General Omar Bundy stood out of San Francisco Bay 10 March 1945 with 2,700 sailors and marines bound for the Southwest Pacific, and after delivering them to Pearl Harbor, Ulithi, and Guam, returned to San Diego 11 May with over 1,700 homeward-bound troops after debarking 200 Japanese POW's at Pearl Harbor on 3 May. Six days later she sailed for the Atlantic via the Panama Canal and put in at Norfolk, 31 May. Underway again on 9 June, she touched Marseille to embark 2,800 troops for redeployment to the Pacific theater and brought them safely to Manila on 6 August 1945 via Panama. She brought nearly 500 officers and men from Manila to Tacloban, Leyte, Philippine Islands, and after embarking 1,500 veterans there, sailed via Ulithi and Guam to off-load her passengers at Seattle, Washington, on 4 September. Continuing her Magic Carpet duties, General Omar Bundy transported 3,000 replacement troops from Seattle to Okinawa in late September and October, returning to Portland, Oregon, on 2 November 1945 with nearly 3,000 victorious soldiers. The ship returned to the Philippines in November to embark 3,300 returning veterans, and brought them home to San Francisco on 19 December 1945.

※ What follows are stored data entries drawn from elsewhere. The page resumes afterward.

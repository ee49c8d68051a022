//! 棋盘快照（JSON）
//!
//! 格式：
//! `{"current_turn": 1, "fifty_move_counter": 0, "black": [...], "white": [...]}`，
//! 每个棋子为 `{"type": "pawn", "pos": "e2", "first_turn": -1}`。

use std::collections::HashSet;

use serde::{Deserialize, Serialize};

use crate::board::Board;
use crate::error::{ChessError, Result};
use crate::piece::{Color, Figure, FigureKind, Position};

/// 快照中的单个棋子
#[derive(Debug, Clone, PartialEq, Eq, Serialize, Deserialize)]
pub struct FigureEntry {
    /// 棋子类型名（pawn, rook, knight, bishop, queen, king）
    #[serde(rename = "type")]
    pub kind: String,
    /// 代数记法位置
    pub pos: String,
    #[serde(default = "never_moved")]
    pub first_turn: i32,
}

fn never_moved() -> i32 {
    -1
}

/// 棋盘快照
#[derive(Debug, Clone, PartialEq, Eq, Serialize, Deserialize)]
pub struct BoardSnapshot {
    pub current_turn: u32,
    #[serde(alias = "50_move_rule_turns", default)]
    pub fifty_move_counter: u32,
    #[serde(default)]
    pub black: Vec<FigureEntry>,
    #[serde(default)]
    pub white: Vec<FigureEntry>,
}

impl BoardSnapshot {
    /// 从棋盘生成快照
    pub fn from_board(board: &Board) -> Self {
        let entries = |color: Color| {
            board
                .figures(color)
                .iter()
                .map(|figure| FigureEntry {
                    kind: figure.kind.name().to_string(),
                    pos: figure.position.to_algebraic(),
                    first_turn: figure.first_turn,
                })
                .collect()
        };

        Self {
            current_turn: board.current_turn(),
            fifty_move_counter: board.fifty_move_counter(),
            black: entries(Color::Black),
            white: entries(Color::White),
        }
    }

    /// 还原棋盘，拒绝未知棋子、非法位置和重叠的棋子
    pub fn to_board(&self) -> std::result::Result<Board, ChessError> {
        if self.current_turn == 0 {
            return Err(invalid("current_turn must start at 1"));
        }

        let mut board = Board::empty().with_counters(self.current_turn, self.fifty_move_counter);
        let mut occupied = HashSet::new();

        for (color, entries) in [(Color::Black, &self.black), (Color::White, &self.white)] {
            for entry in entries {
                let kind = FigureKind::from_name(&entry.kind).map_err(|e| invalid(e.to_string()))?;
                let position =
                    Position::from_algebraic(&entry.pos).map_err(|e| invalid(e.to_string()))?;
                if !occupied.insert(position) {
                    return Err(invalid(format!("two figures on {}", entry.pos)));
                }

                let mut figure = Figure::new(kind, color, position);
                figure.first_turn = entry.first_turn;
                board.place(figure);
            }
        }

        Ok(board)
    }

    pub fn to_json(&self) -> Result<String> {
        Ok(serde_json::to_string(self)?)
    }

    pub fn from_json(json: &str) -> std::result::Result<Self, ChessError> {
        serde_json::from_str(json).map_err(|e| invalid(e.to_string()))
    }
}

fn invalid(reason: impl Into<String>) -> ChessError {
    ChessError::InvalidSnapshot {
        reason: reason.into(),
    }
}

#[cfg(test)]
mod tests {
    use super::*;
    use crate::moves::MoveGenerator;

    #[test]
    fn test_initial_snapshot() {
        let snapshot = BoardSnapshot::from_board(&Board::initial());
        assert_eq!(snapshot.current_turn, 1);
        assert_eq!(snapshot.black.len(), 16);
        assert_eq!(snapshot.white.len(), 16);
        assert!(snapshot.white.contains(&FigureEntry {
            kind: "king".to_string(),
            pos: "e1".to_string(),
            first_turn: -1,
        }));
    }

    #[test]
    fn test_snapshot_preserves_board() {
        let mut board = Board::initial();
        MoveGenerator::play(
            &mut board,
            Position::new_unchecked(4, 6),
            Position::new_unchecked(4, 4),
            FigureKind::Queen,
        )
        .unwrap();

        let json = BoardSnapshot::from_board(&board).to_json().unwrap();
        let value: serde_json::Value = serde_json::from_str(&json).unwrap();
        assert_eq!(value["current_turn"], 2);
        assert_eq!(value["fifty_move_counter"], 0);

        let restored = BoardSnapshot::from_json(&json).unwrap().to_board().unwrap();
        assert_eq!(restored, board);
        assert_eq!(restored.get(Position::new_unchecked(4, 4)).unwrap().first_turn, 1);
    }

    #[test]
    fn test_legacy_counter_key() {
        let json = r#"{"current_turn": 7, "50_move_rule_turns": 12,
            "black": [{"type": "king", "pos": "e8", "first_turn": -1}],
            "white": [{"type": "king", "pos": "e1", "first_turn": 3}]}"#;
        let board = BoardSnapshot::from_json(json).unwrap().to_board().unwrap();

        assert_eq!(board.current_turn(), 7);
        assert_eq!(board.fifty_move_counter(), 12);
        assert_eq!(board.turn_color(), Color::White);
        assert_eq!(board.find_king(Color::White), Some(Position::new_unchecked(4, 7)));
    }

    #[test]
    fn test_rejects_bad_snapshots() {
        let unknown = r#"{"current_turn": 1, "black": [{"type": "dragon", "pos": "a1", "first_turn": -1}]}"#;
        let bad_pos = r#"{"current_turn": 1, "white": [{"type": "pawn", "pos": "z9", "first_turn": -1}]}"#;
        let overlap = r#"{"current_turn": 1,
            "black": [{"type": "pawn", "pos": "a2", "first_turn": -1}],
            "white": [{"type": "rook", "pos": "a2", "first_turn": -1}]}"#;

        for json in [unknown, bad_pos, overlap] {
            let result = BoardSnapshot::from_json(json).and_then(|s| s.to_board());
            assert!(matches!(result, Err(ChessError::InvalidSnapshot { .. })), "{json}");
        }

        assert!(matches!(
            BoardSnapshot::from_json("{\"black\": 3"),
            Err(ChessError::InvalidSnapshot { .. })
        ));
    }
}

In 1946 General Omar Bundy continued her "Magic-Carpet" and troop rotation duties, homeported at San Francisco and calling at Japan and Manila in February and at the Philippines again in April, returning to San Francisco after this last round-trip voyage and sailed from that port 17 May 1946 bound for New York via the Panama Canal. She was decommissioned 14 June 1946 and was delivered to the Maritime Commission the next day. General Omar Bundy was struck from the Navy list on 8 October 1946.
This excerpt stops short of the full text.